Née en 1980, Aurélie GASREL se passionne très jeune pour l’écriture et devient professeure de français en 2003. Aujourd’hui agrégée de lettres modernes elle publie en 2014 chez L’Harmattan son premier roman, Madame Bovary, c’est moi, sorte de suite tragi-comique à l’histoire d’Emma, ou de faux polar aux allures de lamento paranoïaque. En juin 2020, son glaçant récit « Presque un isolat » figure dans le recueil de textes primés des éditions Nouvelles pour les abonnés de la revue littéraire Quinzaines. En avril 2021, aux éditions Erminbooks, paraît sa nouvelle de romance paranormale « Cendra Phénix » dans l’anthologie Sorcières.
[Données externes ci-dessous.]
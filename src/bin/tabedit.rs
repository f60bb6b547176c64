//! Tabedit CLI - Structural edits on LaTeX tabular environments

#[cfg(feature = "cli")]
use clap::{Parser, Subcommand, ValueEnum};
#[cfg(feature = "cli")]
use std::fs;
#[cfg(feature = "cli")]
use std::io::{self, Read, Write};
#[cfg(feature = "cli")]
use tabedit::{
    apply_command, core::ColumnAlignment, parse_table, parse_table_at, BorderTheme, CellPosition,
    Direction, EditOptions, TableCommand, TableError, TableSelection,
};
#[cfg(feature = "cli")]
use tracing_subscriber::EnvFilter;

#[cfg(feature = "cli")]
#[derive(Parser)]
#[command(name = "tabedit")]
#[command(version)]
#[command(about = "Tabedit - Structural edits on LaTeX tabular environments", long_about = None)]
struct Cli {
    /// Edit to perform
    #[command(subcommand)]
    command: Commands,

    /// Input file path (reads from stdin if not provided)
    input_file: Option<String>,

    /// Output file path (writes to stdout if not provided)
    #[arg(short, long)]
    output: Option<String>,

    /// Byte offset inside the table to edit (defaults to the first table)
    #[arg(long)]
    at: Option<usize>,

    /// Selected cells as `ROW,COL` or `ROW,COL:ROW,COL`
    #[arg(short, long, value_parser = parse_selection)]
    select: Option<TableSelection>,

    /// JSON file with edit options
    #[arg(long)]
    options: Option<String>,

    /// Merge into centred cells without inheriting borders
    #[arg(long)]
    legacy: bool,

    /// Print the planned changes as JSON instead of the edited document
    #[arg(long)]
    json: bool,
}

#[cfg(feature = "cli")]
#[derive(Subcommand)]
enum Commands {
    /// Add or remove all borders
    Borders {
        #[arg(value_enum)]
        theme: ThemeArg,
    },
    /// Set the alignment of the selected columns or merged cell
    Align {
        #[arg(value_enum)]
        alignment: AlignArg,
    },
    /// Insert an empty row next to the selection
    InsertRow {
        /// Insert above the selection instead of below
        #[arg(long)]
        above: bool,
    },
    /// Insert an empty column next to the selection
    InsertColumn {
        /// Insert before the selection instead of after
        #[arg(long)]
        before: bool,
    },
    /// Remove the selected rows, columns or cells
    Remove,
    /// Merge the selected cells of one row
    Merge,
    /// Split the selected merged cell
    Unmerge,
    /// Move or remove the caption
    Caption {
        #[arg(value_enum)]
        placement: CaptionArg,
    },
    /// Print the scanned table structure as JSON
    Inspect,
}

#[cfg(feature = "cli")]
#[derive(Clone, Copy, ValueEnum)]
enum ThemeArg {
    None,
    Full,
}

#[cfg(feature = "cli")]
#[derive(Clone, Copy, ValueEnum)]
enum AlignArg {
    Left,
    Center,
    Right,
}

#[cfg(feature = "cli")]
#[derive(Clone, Copy, ValueEnum)]
enum CaptionArg {
    Above,
    Below,
    Remove,
}

#[cfg(feature = "cli")]
impl Commands {
    fn to_table_command(&self) -> Option<TableCommand> {
        let command = match self {
            Commands::Borders { theme } => TableCommand::SetBorders {
                theme: match theme {
                    ThemeArg::None => BorderTheme::NoBorders,
                    ThemeArg::Full => BorderTheme::FullyBordered,
                },
            },
            Commands::Align { alignment } => TableCommand::SetAlignment {
                alignment: match alignment {
                    AlignArg::Left => ColumnAlignment::Left,
                    AlignArg::Center => ColumnAlignment::Center,
                    AlignArg::Right => ColumnAlignment::Right,
                },
            },
            Commands::InsertRow { above } => TableCommand::InsertRow { below: !above },
            Commands::InsertColumn { before } => TableCommand::InsertColumn { after: !before },
            Commands::Remove => TableCommand::RemoveRowsOrColumns,
            Commands::Merge => TableCommand::MergeCells,
            Commands::Unmerge => TableCommand::UnmergeCells,
            Commands::Caption { placement } => match placement {
                CaptionArg::Above => TableCommand::MoveCaption {
                    target: Direction::Above,
                },
                CaptionArg::Below => TableCommand::MoveCaption {
                    target: Direction::Below,
                },
                CaptionArg::Remove => TableCommand::RemoveCaption,
            },
            Commands::Inspect => return None,
        };
        Some(command)
    }
}

#[cfg(feature = "cli")]
fn parse_position(s: &str) -> Result<CellPosition, String> {
    let (row, cell) = s
        .split_once(',')
        .ok_or_else(|| format!("expected ROW,COL but got '{}'", s))?;
    let row = row.trim().parse().map_err(|_| format!("invalid row '{}'", row))?;
    let cell = cell
        .trim()
        .parse()
        .map_err(|_| format!("invalid column '{}'", cell))?;
    Ok(CellPosition::new(row, cell))
}

#[cfg(feature = "cli")]
fn parse_selection(s: &str) -> Result<TableSelection, String> {
    match s.split_once(':') {
        Some((from, to)) => Ok(TableSelection::new(parse_position(from)?, parse_position(to)?)),
        None => {
            let position = parse_position(s)?;
            Ok(TableSelection::new(position, position))
        }
    }
}

#[cfg(feature = "cli")]
fn load_options(cli: &Cli) -> io::Result<EditOptions> {
    let mut options = match cli.options {
        Some(ref path) => serde_json::from_str(&fs::read_to_string(path)?)
            .map_err(|e| io::Error::new(io::ErrorKind::InvalidData, e))?,
        None => EditOptions::default(),
    };
    if cli.legacy {
        options.merge_inherits_borders = false;
    }
    Ok(options)
}

#[cfg(feature = "cli")]
fn fail(error: TableError) -> ! {
    eprintln!("Error: {}", error);
    std::process::exit(1);
}

#[cfg(feature = "cli")]
fn main() -> io::Result<()> {
    let filter = EnvFilter::try_from_default_env().unwrap_or_else(|_| EnvFilter::new("tabedit=warn"));
    tracing_subscriber::fmt()
        .with_env_filter(filter)
        .with_writer(io::stderr)
        .without_time()
        .init();

    let cli = Cli::parse();
    let options = load_options(&cli)?;

    let input = match cli.input_file {
        Some(ref path) => fs::read_to_string(path)?,
        None => {
            let mut buffer = String::new();
            io::stdin().read_to_string(&mut buffer)?;
            buffer
        }
    };

    let offset = match cli.at {
        Some(offset) => offset,
        None => match parse_table(&input) {
            Ok(snapshot) => snapshot.positions.tabular.from,
            Err(e) => fail(e),
        },
    };

    let Some(command) = cli.command.to_table_command() else {
        let snapshot = parse_table_at(&input, offset).unwrap_or_else(|e| fail(e));
        let json = serde_json::to_string_pretty(&snapshot)
            .map_err(|e| io::Error::new(io::ErrorKind::InvalidData, e))?;
        println!("{}", json);
        return Ok(());
    };

    let result = apply_command(&input, offset, cli.select, &command, &options)
        .unwrap_or_else(|e| fail(e));
    if result.changes.is_empty() {
        eprintln!("Note: {} made no changes", command.name());
    }

    let output = if cli.json {
        let json = serde_json::json!({
            "changes": result.changes,
            "selection": result.selection,
        });
        serde_json::to_string_pretty(&json)
            .map_err(|e| io::Error::new(io::ErrorKind::InvalidData, e))?
    } else {
        result.document
    };

    match cli.output {
        Some(ref path) => {
            fs::write(path, &output)?;
            eprintln!("✓ Output written to: {}", path);
        }
        None => {
            let mut stdout = io::stdout();
            stdout.write_all(output.as_bytes())?;
            if cli.json {
                writeln!(stdout)?;
            }
        }
    }

    Ok(())
}

#[cfg(not(feature = "cli"))]
fn main() {
    eprintln!("CLI feature not enabled. Build with --features cli");
    eprintln!();
    eprintln!("Usage:");
    eprintln!("  cargo install tabedit --features cli");
    eprintln!("  tabedit [OPTIONS] [INPUT_FILE] <COMMAND>");
}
Il y est question d’une enseignante aux pouvoirs un peu… particuliers ! ouvrage actuellement numéro 9 des ventes en « histoires courtes pour adolescents », sur Amazon…

 


« De sel et de terre »

 

Sous les deux soleils inégaux, les coups de marteaux répondaient sans cesse aux lamentations des scies. Les hommes suaient sans faiblir face au travail intense. Les déesses avaient annoncé la catastrophe à venir et le Déluge pouvait survenir à tout moment : à défaut d’être élu, on était prévenu. Chacun pressentait sa chute, celle de sa famille, s’échinait à construire le bateau salvateur, tel que les Anciens l’avaient décrit. On ne répéterait pas les erreurs du passé, on prenait l’avertissement au sérieux. On abattait les derniers arbres pour en tirer des planches, on fondait de vieux objets en acier pour multiplier les clous. Régulièrement, on levait les yeux au ciel pour voir si les premières gouttes de pluie se formaient.

 

            Mais rien. Rien que la chaleur étouffante des deux astres, celui des humains semblant écraser par sa taille celui du peuple de Sel. Un déclin visible pour cette engeance, un signe qui encourageait à croire en une renaissance plus juste du monde.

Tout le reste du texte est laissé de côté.